I don’t know, but I suspect that one temptation Jesus faced was to get himself out of the wilderness prematurely. Who can blame him? Forty days is a long time to be out in the wilds where there is no cell phone reception, no internet access and no hope of getting anything productive accomplished. I suspect that Jesus wanted some direction, some sense that he was getting somewhere, some idea of how far he had to go and how much longer it was going to take. But when you are in the wilderness, you can only take each day as it comes. You will get there when you get there-wherever “there” is. In the meantime, you have to adapt to whatever terrain you pass though, deal with whatever wild beasts come your way and be content with whatever you find along the way to satisfy your needs. That sounds like a heck of a way to live.

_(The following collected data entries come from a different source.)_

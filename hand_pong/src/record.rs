//! `record` subcommand: capture raw and smoothed angles for a list of
//! target angles and write them as CSV.

use std::fs::File;
use std::io::{BufWriter, Write};
use std::path::Path;

use anyhow::{Context, Result};
use game_core::Params;
use hand_input::{write_csv, LandmarkSource, Recorder, RecordingSession, TrackingConfig};
use tracing::info;

/// Record a session and write it to `writer`. Returns the row count.
pub fn record_session<W: Write>(
    source: &mut dyn LandmarkSource,
    session: RecordingSession,
    writer: W,
) -> Result<usize> {
    let dt = 1.0 / Params::FPS as f32;
    let samples = session.target_angles.len();
    let mut recorder = Recorder::new(session, TrackingConfig::new()).context("invalid tracking configuration")?;

    let rows = recorder.run(source, dt).context("recording angles")?;
    let written = write_csv(rows, writer).context("writing angle CSV")?;
    info!(samples, rows = written, complete = recorder.is_done(), "recording finished");
    Ok(written)
}

/// Record into a file at `path`
pub fn record_to_file(source: &mut dyn LandmarkSource, session: RecordingSession, path: &Path) -> Result<usize> {
    let file = File::create(path).with_context(|| format!("creating {}", path.display()))?;
    let written = record_session(source, session, BufWriter::new(file))?;
    if written > 0 {
        info!(path = %path.display(), "angle data saved");
    }
    Ok(written)
}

Yet it describes well the way many of us live for much of our lives. For many of us, grief is a kind of wilderness. If I have learned anything about grieving over the years it is this: grief takes a different shape for each loss and every individual’s journey through it is unique. I never say to a grieving person, “I know what you are going through” because, in fact, I do not. After more than three years, I still struggle with the loss of my parents. That grief has only recently been compounded by the death of my grandson last summer. I am still not back to normal, whatever normal may be. I doubt that I ever will be normal again, if normal is the way I was before all of these losses occurred. There is a strong presumption out there in society that I ought to be “over” all this by now. If not, then I ought to seek counseling, therapy or something else to “fix” what is wrong with me and get me back up to speed. “It’s time to move on.” That is the common modern mantra. But people who live in the wilderness understand that life cannot be conformed to schedules, “to do” lists and strategic planning. They know that there are powers much greater than self in the universe and that they are as much driven as they are driving.

Mark does give us one small piece of information we don’t find in Matthew or Luke. We read that Jesus was “with the wild beasts.” Vs. 13. If you are going to spend any time in the wilderness, the true wilderness, you need to be comfortable with the idea of being always in the presence of wild, carnivorous beasts. That takes some getting used to, because our culture is geared toward fencing out wild beasts. We desperately want to live in a secure, gated neighborhood where tragedies don’t occur, where families never fracture, where people never die. That is why people on magazine covers, even the AARP bulletin, are young and vibrant rather than old and infirm. That is why sitcom families always manage to work out all their problems in sixty short minutes-less the commercials. That is why we treat sadness with a trip to Disney World, a shot of scotch or medication rather than embracing and trying to understand it. You have a right to be happy. It’s written into the Declaration of Independence. So if you are not happy, if you are not satisfied, if you are not content in your marriage, your job or your neighborhood, something must be wrong. Something needs to be fixed. You need to get yourself a life coach. You need to get out of the wilderness and back on track.

It is significant, I believe, that Jesus’ temptation comes hard on the heels of his baptism. To be told that you are God’s child is a mind blowing experience. It is not surprising that Jesus would need at least forty days to sort all of that out and decide what it means. Perhaps that is what baptism is like (or should be like) for all of us. We are ripped out of the fabric of our family, cultural and societal identities and reborn into this new regime in which God alone reigns. We spend the rest of our lives figuring out what that means. The Lenten journey affords us a good opportunity for reminding ourselves that we are in many respects still lost in the wilderness, still clueless about the kingdom and have much to learn from Jesus.